Scan the records below for the string "cloned" and return every line where it appears.

============================================================

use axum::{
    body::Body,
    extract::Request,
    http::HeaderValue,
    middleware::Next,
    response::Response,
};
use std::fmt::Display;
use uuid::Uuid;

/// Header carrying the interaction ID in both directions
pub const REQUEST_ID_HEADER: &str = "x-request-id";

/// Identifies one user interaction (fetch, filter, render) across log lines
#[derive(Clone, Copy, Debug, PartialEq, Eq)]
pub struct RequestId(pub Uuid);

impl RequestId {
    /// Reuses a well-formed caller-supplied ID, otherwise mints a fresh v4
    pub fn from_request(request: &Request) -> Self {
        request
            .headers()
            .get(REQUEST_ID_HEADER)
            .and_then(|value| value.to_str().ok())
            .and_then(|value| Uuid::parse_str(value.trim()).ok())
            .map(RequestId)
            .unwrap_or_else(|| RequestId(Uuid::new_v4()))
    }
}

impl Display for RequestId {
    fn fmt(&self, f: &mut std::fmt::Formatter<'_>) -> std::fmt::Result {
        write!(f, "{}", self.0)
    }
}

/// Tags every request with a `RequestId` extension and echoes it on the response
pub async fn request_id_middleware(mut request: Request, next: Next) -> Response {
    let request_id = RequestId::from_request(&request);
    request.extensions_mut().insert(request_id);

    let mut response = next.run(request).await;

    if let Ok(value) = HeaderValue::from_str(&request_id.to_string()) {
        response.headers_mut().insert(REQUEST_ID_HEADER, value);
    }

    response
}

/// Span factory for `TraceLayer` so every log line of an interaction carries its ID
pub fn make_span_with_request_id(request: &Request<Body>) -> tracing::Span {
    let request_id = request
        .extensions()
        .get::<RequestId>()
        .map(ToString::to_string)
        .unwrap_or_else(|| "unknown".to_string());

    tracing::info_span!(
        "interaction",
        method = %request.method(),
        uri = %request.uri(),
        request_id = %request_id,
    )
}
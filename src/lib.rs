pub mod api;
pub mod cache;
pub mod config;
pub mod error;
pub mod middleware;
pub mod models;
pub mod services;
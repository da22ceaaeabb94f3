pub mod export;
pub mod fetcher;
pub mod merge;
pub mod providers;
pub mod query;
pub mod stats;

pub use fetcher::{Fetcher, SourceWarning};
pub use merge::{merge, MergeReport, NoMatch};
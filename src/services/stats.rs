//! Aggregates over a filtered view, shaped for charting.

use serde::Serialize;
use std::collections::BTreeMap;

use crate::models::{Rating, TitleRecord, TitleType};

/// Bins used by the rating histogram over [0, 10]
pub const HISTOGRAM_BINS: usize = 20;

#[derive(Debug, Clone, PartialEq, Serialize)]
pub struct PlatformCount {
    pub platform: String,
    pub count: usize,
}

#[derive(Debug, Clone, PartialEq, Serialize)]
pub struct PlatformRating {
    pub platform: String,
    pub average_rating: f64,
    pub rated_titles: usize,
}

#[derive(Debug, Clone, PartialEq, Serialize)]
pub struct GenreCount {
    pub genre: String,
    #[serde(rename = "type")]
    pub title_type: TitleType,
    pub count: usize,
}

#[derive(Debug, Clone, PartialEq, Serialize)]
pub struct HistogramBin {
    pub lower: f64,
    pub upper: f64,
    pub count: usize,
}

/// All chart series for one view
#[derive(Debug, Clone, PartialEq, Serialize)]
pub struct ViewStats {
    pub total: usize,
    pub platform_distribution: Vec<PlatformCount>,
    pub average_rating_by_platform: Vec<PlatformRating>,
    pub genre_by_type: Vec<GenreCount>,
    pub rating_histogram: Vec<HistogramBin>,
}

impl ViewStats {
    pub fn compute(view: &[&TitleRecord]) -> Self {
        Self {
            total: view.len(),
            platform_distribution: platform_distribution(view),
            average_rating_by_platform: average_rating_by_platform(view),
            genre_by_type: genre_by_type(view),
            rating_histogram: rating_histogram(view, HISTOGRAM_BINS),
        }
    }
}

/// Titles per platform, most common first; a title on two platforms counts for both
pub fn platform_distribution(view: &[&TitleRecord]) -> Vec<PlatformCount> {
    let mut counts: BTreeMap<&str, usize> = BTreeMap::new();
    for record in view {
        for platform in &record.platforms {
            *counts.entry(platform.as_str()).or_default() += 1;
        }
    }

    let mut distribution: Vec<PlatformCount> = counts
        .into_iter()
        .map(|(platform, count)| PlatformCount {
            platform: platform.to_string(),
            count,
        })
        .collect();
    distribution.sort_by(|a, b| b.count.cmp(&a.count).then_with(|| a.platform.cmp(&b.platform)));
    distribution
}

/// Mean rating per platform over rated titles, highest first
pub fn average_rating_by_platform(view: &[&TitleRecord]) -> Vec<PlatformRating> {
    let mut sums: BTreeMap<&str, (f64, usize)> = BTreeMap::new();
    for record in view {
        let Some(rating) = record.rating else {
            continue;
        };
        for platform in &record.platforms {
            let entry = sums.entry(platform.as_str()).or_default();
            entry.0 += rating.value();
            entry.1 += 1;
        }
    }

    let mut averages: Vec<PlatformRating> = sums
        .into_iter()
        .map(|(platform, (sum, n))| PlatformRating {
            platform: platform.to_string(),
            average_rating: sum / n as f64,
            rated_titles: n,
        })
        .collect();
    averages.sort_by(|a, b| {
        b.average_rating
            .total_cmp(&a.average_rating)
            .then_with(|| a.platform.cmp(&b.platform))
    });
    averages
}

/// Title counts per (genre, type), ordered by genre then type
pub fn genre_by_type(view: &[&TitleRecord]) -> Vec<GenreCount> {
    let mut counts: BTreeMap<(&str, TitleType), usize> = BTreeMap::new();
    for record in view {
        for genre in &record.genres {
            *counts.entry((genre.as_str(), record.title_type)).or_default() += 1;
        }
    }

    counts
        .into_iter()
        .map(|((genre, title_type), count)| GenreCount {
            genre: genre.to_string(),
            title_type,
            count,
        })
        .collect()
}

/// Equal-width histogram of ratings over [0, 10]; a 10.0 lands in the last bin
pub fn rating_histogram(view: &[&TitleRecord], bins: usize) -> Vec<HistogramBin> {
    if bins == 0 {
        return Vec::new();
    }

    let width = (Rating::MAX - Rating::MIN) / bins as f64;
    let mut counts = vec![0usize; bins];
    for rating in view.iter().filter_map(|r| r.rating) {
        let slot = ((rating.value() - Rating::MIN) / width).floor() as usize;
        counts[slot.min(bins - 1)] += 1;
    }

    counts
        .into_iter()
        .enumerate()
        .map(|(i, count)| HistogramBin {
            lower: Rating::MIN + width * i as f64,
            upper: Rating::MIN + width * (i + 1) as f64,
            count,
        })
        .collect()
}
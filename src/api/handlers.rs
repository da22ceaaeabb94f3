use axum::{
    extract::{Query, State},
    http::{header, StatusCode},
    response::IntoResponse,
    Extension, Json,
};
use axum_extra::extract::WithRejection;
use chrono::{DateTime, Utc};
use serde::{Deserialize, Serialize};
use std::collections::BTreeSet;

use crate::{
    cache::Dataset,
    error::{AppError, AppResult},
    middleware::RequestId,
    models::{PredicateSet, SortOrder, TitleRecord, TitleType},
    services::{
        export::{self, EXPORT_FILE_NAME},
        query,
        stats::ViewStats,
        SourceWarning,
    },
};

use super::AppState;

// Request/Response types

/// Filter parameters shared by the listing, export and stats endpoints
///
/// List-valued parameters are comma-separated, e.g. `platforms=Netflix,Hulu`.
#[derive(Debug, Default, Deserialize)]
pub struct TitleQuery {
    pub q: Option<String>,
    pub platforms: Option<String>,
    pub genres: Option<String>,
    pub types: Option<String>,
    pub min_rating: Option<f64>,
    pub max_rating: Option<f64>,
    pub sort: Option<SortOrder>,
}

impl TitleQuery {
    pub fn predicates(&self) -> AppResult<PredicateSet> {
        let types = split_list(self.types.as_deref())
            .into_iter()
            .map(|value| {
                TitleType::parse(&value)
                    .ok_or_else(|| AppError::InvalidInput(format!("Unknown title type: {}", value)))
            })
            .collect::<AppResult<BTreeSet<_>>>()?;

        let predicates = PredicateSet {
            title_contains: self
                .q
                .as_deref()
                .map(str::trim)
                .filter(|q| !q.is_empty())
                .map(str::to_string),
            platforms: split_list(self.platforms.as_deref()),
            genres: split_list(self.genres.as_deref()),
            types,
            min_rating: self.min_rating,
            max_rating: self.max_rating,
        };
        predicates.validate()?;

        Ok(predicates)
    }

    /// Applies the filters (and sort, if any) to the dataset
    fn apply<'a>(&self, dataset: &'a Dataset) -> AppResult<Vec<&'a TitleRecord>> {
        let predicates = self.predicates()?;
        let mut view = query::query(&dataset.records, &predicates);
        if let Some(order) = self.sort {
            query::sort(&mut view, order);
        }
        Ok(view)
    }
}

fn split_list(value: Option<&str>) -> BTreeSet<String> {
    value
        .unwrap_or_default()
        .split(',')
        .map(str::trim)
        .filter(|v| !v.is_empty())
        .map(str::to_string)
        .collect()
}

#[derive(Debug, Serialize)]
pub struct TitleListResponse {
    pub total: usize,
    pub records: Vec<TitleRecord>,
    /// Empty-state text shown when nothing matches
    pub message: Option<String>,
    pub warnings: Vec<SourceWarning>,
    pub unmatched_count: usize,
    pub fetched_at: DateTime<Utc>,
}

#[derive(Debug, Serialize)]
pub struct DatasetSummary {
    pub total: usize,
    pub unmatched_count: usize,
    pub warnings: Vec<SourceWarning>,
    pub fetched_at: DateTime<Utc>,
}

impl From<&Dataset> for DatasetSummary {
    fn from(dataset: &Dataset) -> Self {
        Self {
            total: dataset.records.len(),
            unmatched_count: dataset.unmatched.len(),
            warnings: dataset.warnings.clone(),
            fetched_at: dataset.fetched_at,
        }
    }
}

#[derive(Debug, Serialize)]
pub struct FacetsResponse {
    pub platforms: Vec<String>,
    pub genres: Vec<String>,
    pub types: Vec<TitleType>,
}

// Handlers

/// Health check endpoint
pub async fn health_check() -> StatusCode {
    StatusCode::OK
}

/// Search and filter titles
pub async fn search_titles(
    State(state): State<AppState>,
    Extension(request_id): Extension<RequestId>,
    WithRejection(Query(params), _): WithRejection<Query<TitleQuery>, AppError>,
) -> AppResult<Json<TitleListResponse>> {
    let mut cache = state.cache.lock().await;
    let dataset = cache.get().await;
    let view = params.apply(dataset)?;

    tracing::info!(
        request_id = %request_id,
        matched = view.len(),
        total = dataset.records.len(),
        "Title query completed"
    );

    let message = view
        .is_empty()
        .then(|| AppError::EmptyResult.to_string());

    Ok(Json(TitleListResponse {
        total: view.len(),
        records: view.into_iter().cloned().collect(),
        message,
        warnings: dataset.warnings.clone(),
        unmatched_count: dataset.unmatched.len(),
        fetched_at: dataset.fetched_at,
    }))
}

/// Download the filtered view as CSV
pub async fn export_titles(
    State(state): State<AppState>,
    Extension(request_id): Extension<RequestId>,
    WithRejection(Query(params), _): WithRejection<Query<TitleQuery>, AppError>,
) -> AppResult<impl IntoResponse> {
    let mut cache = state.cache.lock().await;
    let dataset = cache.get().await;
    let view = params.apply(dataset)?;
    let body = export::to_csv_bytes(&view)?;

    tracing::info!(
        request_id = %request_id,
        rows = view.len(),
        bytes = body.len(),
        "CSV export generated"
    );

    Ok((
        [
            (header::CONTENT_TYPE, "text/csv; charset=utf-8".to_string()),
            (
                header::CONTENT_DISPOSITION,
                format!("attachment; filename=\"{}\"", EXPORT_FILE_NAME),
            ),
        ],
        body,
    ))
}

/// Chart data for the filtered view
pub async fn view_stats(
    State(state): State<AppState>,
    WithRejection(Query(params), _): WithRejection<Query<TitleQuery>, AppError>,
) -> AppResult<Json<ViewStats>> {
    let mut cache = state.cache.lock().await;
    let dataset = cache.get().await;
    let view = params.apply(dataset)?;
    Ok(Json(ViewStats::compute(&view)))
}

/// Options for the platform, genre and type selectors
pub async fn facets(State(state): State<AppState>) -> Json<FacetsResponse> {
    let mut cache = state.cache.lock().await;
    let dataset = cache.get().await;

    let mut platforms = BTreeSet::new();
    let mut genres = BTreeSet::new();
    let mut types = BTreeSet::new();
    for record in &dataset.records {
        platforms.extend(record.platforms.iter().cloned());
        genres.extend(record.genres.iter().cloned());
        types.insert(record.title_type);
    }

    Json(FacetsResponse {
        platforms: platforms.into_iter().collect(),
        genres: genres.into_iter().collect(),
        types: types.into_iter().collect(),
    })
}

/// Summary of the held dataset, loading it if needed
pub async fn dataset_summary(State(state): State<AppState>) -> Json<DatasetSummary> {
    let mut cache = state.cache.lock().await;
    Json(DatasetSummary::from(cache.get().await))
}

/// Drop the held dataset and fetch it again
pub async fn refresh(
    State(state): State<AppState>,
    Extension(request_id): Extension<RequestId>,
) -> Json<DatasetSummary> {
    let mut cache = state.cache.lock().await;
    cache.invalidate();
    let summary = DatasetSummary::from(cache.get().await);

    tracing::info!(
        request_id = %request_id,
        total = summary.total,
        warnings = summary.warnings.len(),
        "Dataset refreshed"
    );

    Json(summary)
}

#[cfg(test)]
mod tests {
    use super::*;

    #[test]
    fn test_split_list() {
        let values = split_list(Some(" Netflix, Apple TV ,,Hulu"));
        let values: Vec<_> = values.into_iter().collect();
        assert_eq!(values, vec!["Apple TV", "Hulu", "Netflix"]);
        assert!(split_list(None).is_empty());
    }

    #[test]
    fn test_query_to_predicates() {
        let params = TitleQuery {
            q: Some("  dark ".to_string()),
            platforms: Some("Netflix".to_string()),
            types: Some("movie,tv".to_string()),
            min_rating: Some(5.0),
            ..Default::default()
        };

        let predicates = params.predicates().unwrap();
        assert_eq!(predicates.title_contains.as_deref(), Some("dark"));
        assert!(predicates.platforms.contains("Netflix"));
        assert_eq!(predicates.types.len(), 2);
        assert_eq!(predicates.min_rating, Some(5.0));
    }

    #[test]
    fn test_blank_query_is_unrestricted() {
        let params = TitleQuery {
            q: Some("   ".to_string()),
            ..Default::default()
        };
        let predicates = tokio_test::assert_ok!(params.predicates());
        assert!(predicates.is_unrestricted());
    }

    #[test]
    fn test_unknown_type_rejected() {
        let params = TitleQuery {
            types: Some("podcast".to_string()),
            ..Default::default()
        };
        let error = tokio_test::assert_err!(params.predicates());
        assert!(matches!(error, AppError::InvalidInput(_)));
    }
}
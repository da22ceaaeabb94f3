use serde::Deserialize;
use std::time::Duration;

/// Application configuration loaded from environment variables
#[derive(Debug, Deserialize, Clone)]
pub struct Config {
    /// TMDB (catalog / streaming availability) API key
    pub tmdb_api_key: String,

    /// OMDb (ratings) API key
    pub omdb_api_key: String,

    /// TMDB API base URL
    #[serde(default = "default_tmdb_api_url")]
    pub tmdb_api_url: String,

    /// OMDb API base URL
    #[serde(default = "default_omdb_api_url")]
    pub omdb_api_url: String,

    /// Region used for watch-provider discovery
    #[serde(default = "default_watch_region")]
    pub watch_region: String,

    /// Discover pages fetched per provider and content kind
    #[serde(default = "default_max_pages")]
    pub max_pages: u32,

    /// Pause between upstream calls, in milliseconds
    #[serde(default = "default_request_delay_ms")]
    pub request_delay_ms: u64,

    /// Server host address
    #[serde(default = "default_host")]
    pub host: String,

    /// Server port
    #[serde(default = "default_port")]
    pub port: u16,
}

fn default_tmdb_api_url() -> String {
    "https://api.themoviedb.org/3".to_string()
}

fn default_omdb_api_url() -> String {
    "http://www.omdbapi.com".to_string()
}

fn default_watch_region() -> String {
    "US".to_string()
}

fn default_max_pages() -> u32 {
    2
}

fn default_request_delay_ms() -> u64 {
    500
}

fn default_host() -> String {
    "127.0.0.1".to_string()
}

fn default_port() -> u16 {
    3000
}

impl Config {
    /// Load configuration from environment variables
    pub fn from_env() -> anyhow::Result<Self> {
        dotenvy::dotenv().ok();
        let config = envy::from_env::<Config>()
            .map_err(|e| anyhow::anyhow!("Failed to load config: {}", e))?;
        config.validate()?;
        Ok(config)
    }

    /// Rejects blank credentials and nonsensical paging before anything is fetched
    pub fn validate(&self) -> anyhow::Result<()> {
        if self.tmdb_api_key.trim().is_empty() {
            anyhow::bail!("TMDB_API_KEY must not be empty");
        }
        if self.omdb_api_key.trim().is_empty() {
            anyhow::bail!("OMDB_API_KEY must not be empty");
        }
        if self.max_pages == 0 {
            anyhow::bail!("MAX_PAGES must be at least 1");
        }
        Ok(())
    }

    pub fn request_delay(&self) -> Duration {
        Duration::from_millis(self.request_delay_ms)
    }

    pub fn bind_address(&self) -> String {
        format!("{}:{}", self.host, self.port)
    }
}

============================================================

Answer to this exercise:
        records: view.into_iter().cloned().collect(),
        platforms.extend(record.platforms.iter().cloned());
        genres.extend(record.genres.iter().cloned());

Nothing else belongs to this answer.